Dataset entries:

○ ○ ○ ○

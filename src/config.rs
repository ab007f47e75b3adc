//! Startup configuration.
//!
//! Loaded once from a JSON document, typically embedded with
//! `include_str!`. Strings borrow from the document. Every timing field is
//! optional.
//!
//! ```json
//! {
//!   "lines": [
//!     { "label": "Blue", "line": 4 },
//!     { "label": "Yellow", "line": 5 }
//!   ],
//!   "clear_pair": [4, 5],
//!   "broker": "192.168.1.10:1883",
//!   "client_id": "nursery-logger",
//!   "topic": "nursery/events"
//! }
//! ```

use heapless::Vec;
use serde::Deserialize;

use crate::forward::DEFAULT_RECONNECT_INTERVAL_MS;
use crate::input::{InputLine, Level};
use crate::trigger::DEFAULT_CLEAR_INTERVAL_MS;

/// Most input lines a configuration may declare.
pub const MAX_LINES: usize = 8;
/// Longest input label.
pub const MAX_LABEL_LEN: usize = 24;
/// Longest topic.
pub const MAX_TOPIC_LEN: usize = 64;

/// Configuration problems, reported before anything starts.
#[derive(Debug, Clone, Copy, PartialEq, Eq)]
pub enum ConfigError {
    /// Not valid JSON, a wrong type, or more than [`MAX_LINES`] lines.
    Parse,
    /// The line table is empty.
    NoLines,
    /// Two lines share this id.
    DuplicateLine(u8),
    /// A label is empty or longer than [`MAX_LABEL_LEN`].
    BadLabel,
    /// `clear_pair` does not name two distinct lines.
    BadClearPair,
    /// `clear_pair` names a line id missing from the table.
    UnknownClearLine(u8),
    /// The topic is empty, too long or contains a wildcard.
    BadTopic,
    /// The client id is empty or longer than 23 bytes.
    BadClientId,
}

impl core::fmt::Display for ConfigError {
    fn fmt(&self, f: &mut core::fmt::Formatter<'_>) -> core::fmt::Result {
        match self {
            ConfigError::Parse => f.write_str("configuration is not valid JSON"),
            ConfigError::NoLines => f.write_str("no input lines configured"),
            ConfigError::DuplicateLine(id) => write!(f, "line {} configured twice", id),
            ConfigError::BadLabel => f.write_str("invalid line label"),
            ConfigError::BadClearPair => f.write_str("clear_pair must name two distinct lines"),
            ConfigError::UnknownClearLine(id) => write!(f, "clear_pair line {} is not configured", id),
            ConfigError::BadTopic => f.write_str("invalid topic"),
            ConfigError::BadClientId => f.write_str("invalid client id"),
        }
    }
}

#[cfg(feature = "defmt")]
impl defmt::Format for ConfigError {
    fn format(&self, f: defmt::Formatter) {
        match self {
            ConfigError::Parse => defmt::write!(f, "Parse"),
            ConfigError::NoLines => defmt::write!(f, "NoLines"),
            ConfigError::DuplicateLine(id) => defmt::write!(f, "DuplicateLine({})", id),
            ConfigError::BadLabel => defmt::write!(f, "BadLabel"),
            ConfigError::BadClearPair => defmt::write!(f, "BadClearPair"),
            ConfigError::UnknownClearLine(id) => defmt::write!(f, "UnknownClearLine({})", id),
            ConfigError::BadTopic => defmt::write!(f, "BadTopic"),
            ConfigError::BadClientId => defmt::write!(f, "BadClientId"),
        }
    }
}

/// One input line as configured.
#[derive(Debug, Clone, Copy, PartialEq, Eq, Deserialize)]
pub struct LineConfig<'a> {
    /// Label written to the log.
    pub label: &'a str,
    /// Hardware line id.
    pub line: u8,
    /// Pressed reads high. Defaults to active low (pull-up wiring).
    #[serde(default)]
    pub active_high: bool,
}

#[derive(Deserialize)]
struct Document<'a> {
    #[serde(borrow)]
    lines: Vec<LineConfig<'a>, MAX_LINES>,
    clear_pair: Vec<u8, 2>,
    broker: &'a str,
    #[serde(default, borrow)]
    client_id: Option<&'a str>,
    topic: &'a str,
    #[serde(default)]
    keep_alive_s: Option<u16>,
    #[serde(default)]
    reconnect_interval_ms: Option<u64>,
    #[serde(default)]
    clear_interval_ms: Option<u64>,
    #[serde(default)]
    clock_wait_ms: Option<u32>,
    #[serde(default)]
    tick_interval_ms: Option<u64>,
    #[serde(default, borrow)]
    http_bind: Option<&'a str>,
    #[serde(default, borrow)]
    log_dir: Option<&'a str>,
}

/// Everything the agent needs to start.
#[derive(Debug, Clone, PartialEq, Eq)]
pub struct AgentConfig<'a> {
    /// Input line table, in polling order.
    pub lines: Vec<LineConfig<'a>, MAX_LINES>,
    /// Line ids whose simultaneous press clears the logs.
    pub clear_pair: (u8, u8),
    /// MQTT broker, `host:port`.
    pub broker: &'a str,
    /// MQTT client identifier.
    pub client_id: &'a str,
    /// Topic every log line is published on.
    pub topic: &'a str,
    /// MQTT keep-alive.
    pub keep_alive_s: u16,
    /// Pause between channel connection attempts.
    pub reconnect_interval_ms: u64,
    /// Minimum spacing between two bulk clears.
    pub clear_interval_ms: u64,
    /// How long the clock may take to answer.
    pub clock_wait_ms: u32,
    /// Scheduler tick, which is also the debounce window.
    pub tick_interval_ms: u64,
    /// Address the log browser listens on.
    pub http_bind: &'a str,
    /// Directory holding the log files on hosted targets.
    pub log_dir: &'a str,
}

impl<'a> AgentConfig<'a> {
    /// Default MQTT client id.
    pub const DEFAULT_CLIENT_ID: &'static str = "presslog";
    /// Default MQTT keep-alive.
    pub const DEFAULT_KEEP_ALIVE_S: u16 = 60;
    /// Default clock wait.
    pub const DEFAULT_CLOCK_WAIT_MS: u32 = 1000;
    /// Default tick.
    pub const DEFAULT_TICK_INTERVAL_MS: u64 = 100;
    /// Default listen address.
    pub const DEFAULT_HTTP_BIND: &'static str = "0.0.0.0:80";
    /// Default log directory.
    pub const DEFAULT_LOG_DIR: &'static str = "logs";

    /// Parse and validate a JSON document.
    pub fn from_json(json: &'a str) -> Result<Self, ConfigError> {
        let (doc, _) =
            serde_json_core::from_str::<Document<'a>>(json).map_err(|_| ConfigError::Parse)?;
        let clear_pair = match doc.clear_pair[..] {
            [a, b] => (a, b),
            _ => return Err(ConfigError::BadClearPair),
        };
        let config = Self {
            lines: doc.lines,
            clear_pair,
            broker: doc.broker,
            client_id: doc.client_id.unwrap_or(Self::DEFAULT_CLIENT_ID),
            topic: doc.topic,
            keep_alive_s: doc.keep_alive_s.unwrap_or(Self::DEFAULT_KEEP_ALIVE_S),
            reconnect_interval_ms: doc
                .reconnect_interval_ms
                .unwrap_or(DEFAULT_RECONNECT_INTERVAL_MS),
            clear_interval_ms: doc.clear_interval_ms.unwrap_or(DEFAULT_CLEAR_INTERVAL_MS),
            clock_wait_ms: doc.clock_wait_ms.unwrap_or(Self::DEFAULT_CLOCK_WAIT_MS),
            tick_interval_ms: doc.tick_interval_ms.unwrap_or(Self::DEFAULT_TICK_INTERVAL_MS),
            http_bind: doc.http_bind.unwrap_or(Self::DEFAULT_HTTP_BIND),
            log_dir: doc.log_dir.unwrap_or(Self::DEFAULT_LOG_DIR),
        };
        config.validate()?;
        Ok(config)
    }

    /// Check the invariants [`from_json`](Self::from_json) enforces.
    pub fn validate(&self) -> Result<(), ConfigError> {
        if self.lines.is_empty() {
            return Err(ConfigError::NoLines);
        }
        for (i, line) in self.lines.iter().enumerate() {
            if line.label.is_empty() || line.label.len() > MAX_LABEL_LEN {
                return Err(ConfigError::BadLabel);
            }
            if self.lines[..i].iter().any(|other| other.line == line.line) {
                return Err(ConfigError::DuplicateLine(line.line));
            }
        }

        let (a, b) = self.clear_pair;
        if a == b {
            return Err(ConfigError::BadClearPair);
        }
        for id in [a, b] {
            if !self.lines.iter().any(|line| line.line == id) {
                return Err(ConfigError::UnknownClearLine(id));
            }
        }

        if self.topic.is_empty()
            || self.topic.len() > MAX_TOPIC_LEN
            || self.topic.contains(&['+', '#'][..])
        {
            return Err(ConfigError::BadTopic);
        }
        if self.client_id.is_empty() || self.client_id.len() > 23 {
            return Err(ConfigError::BadClientId);
        }
        Ok(())
    }

    /// Label of line `id`.
    pub fn label_of(&self, id: u8) -> Option<&'a str> {
        self.lines.iter().find(|l| l.line == id).map(|l| l.label)
    }

    /// Directory store rooted at [`log_dir`](Self::log_dir).
    #[cfg(feature = "std")]
    pub fn dir_store(&self) -> crate::storage::DirStore {
        crate::storage::DirStore::new(self.log_dir)
    }
}

impl AgentConfig<'static> {
    /// The line table as monitor descriptors.
    pub fn input_lines(&self) -> Vec<InputLine, MAX_LINES> {
        self.lines
            .iter()
            .map(|l| InputLine {
                name: l.label,
                line_id: l.line,
                active: if l.active_high { Level::High } else { Level::Low },
            })
            .collect()
    }
}

#[cfg(test)]
mod tests {
    use super::*;

    const MINIMAL: &str = r#"{
        "lines": [
            {"label": "Blue", "line": 4},
            {"label": "Yellow", "line": 5, "active_high": true}
        ],
        "clear_pair": [4, 5],
        "broker": "10.0.0.2:1883",
        "topic": "nursery/events"
    }"#;

    #[test]
    fn test_defaults_fill_in() {
        let config = AgentConfig::from_json(MINIMAL).unwrap();
        assert_eq!(config.lines.len(), 2);
        assert_eq!(config.clear_pair, (4, 5));
        assert_eq!(config.client_id, "presslog");
        assert_eq!(config.reconnect_interval_ms, 5000);
        assert_eq!(config.clear_interval_ms, 2000);
        assert_eq!(config.clock_wait_ms, 1000);
        assert_eq!(config.tick_interval_ms, 100);
        assert_eq!(config.label_of(5), Some("Yellow"));

        let lines = config.input_lines();
        assert_eq!(lines[0].active, Level::Low);
        assert_eq!(lines[1].active, Level::High);
    }

    #[test]
    fn test_overrides() {
        let json = r#"{"lines":[{"label":"A","line":1},{"label":"B","line":2}],
            "clear_pair":[2,1],"broker":"b:1","topic":"t","client_id":"dev-7",
            "reconnect_interval_ms":750,"clear_interval_ms":3000,"http_bind":"127.0.0.1:8080"}"#;
        let config = AgentConfig::from_json(json).unwrap();
        assert_eq!(config.client_id, "dev-7");
        assert_eq!(config.reconnect_interval_ms, 750);
        assert_eq!(config.clear_interval_ms, 3000);
        assert_eq!(config.http_bind, "127.0.0.1:8080");
    }

    #[test]
    fn test_rejections() {
        let cases = [
            ("{", ConfigError::Parse),
            (
                r#"{"lines":[],"clear_pair":[1,2],"broker":"b:1","topic":"t"}"#,
                ConfigError::NoLines,
            ),
            (
                r#"{"lines":[{"label":"A","line":1},{"label":"B","line":1}],"clear_pair":[1,2],"broker":"b:1","topic":"t"}"#,
                ConfigError::DuplicateLine(1),
            ),
            (
                r#"{"lines":[{"label":"A","line":1},{"label":"B","line":2}],"clear_pair":[1,9],"broker":"b:1","topic":"t"}"#,
                ConfigError::UnknownClearLine(9),
            ),
            (
                r#"{"lines":[{"label":"A","line":1},{"label":"B","line":2}],"clear_pair":[1],"broker":"b:1","topic":"t"}"#,
                ConfigError::BadClearPair,
            ),
            (
                r#"{"lines":[{"label":"A","line":1},{"label":"B","line":2}],"clear_pair":[1,2],"broker":"b:1","topic":""}"#,
                ConfigError::BadTopic,
            ),
            (
                r#"{"lines":[{"label":"","line":1},{"label":"B","line":2}],"clear_pair":[1,2],"broker":"b:1","topic":"t"}"#,
                ConfigError::BadLabel,
            ),
        ];
        for (json, expected) in cases {
            assert_eq!(AgentConfig::from_json(json), Err(expected), "{json}");
        }
    }
}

○ ○ ○ ○

→ **EXERCISE PROMPT**:
Count the lines of the entries above in which the string "derive" appears. Supply the number only.

→ **OUTPUT**:
4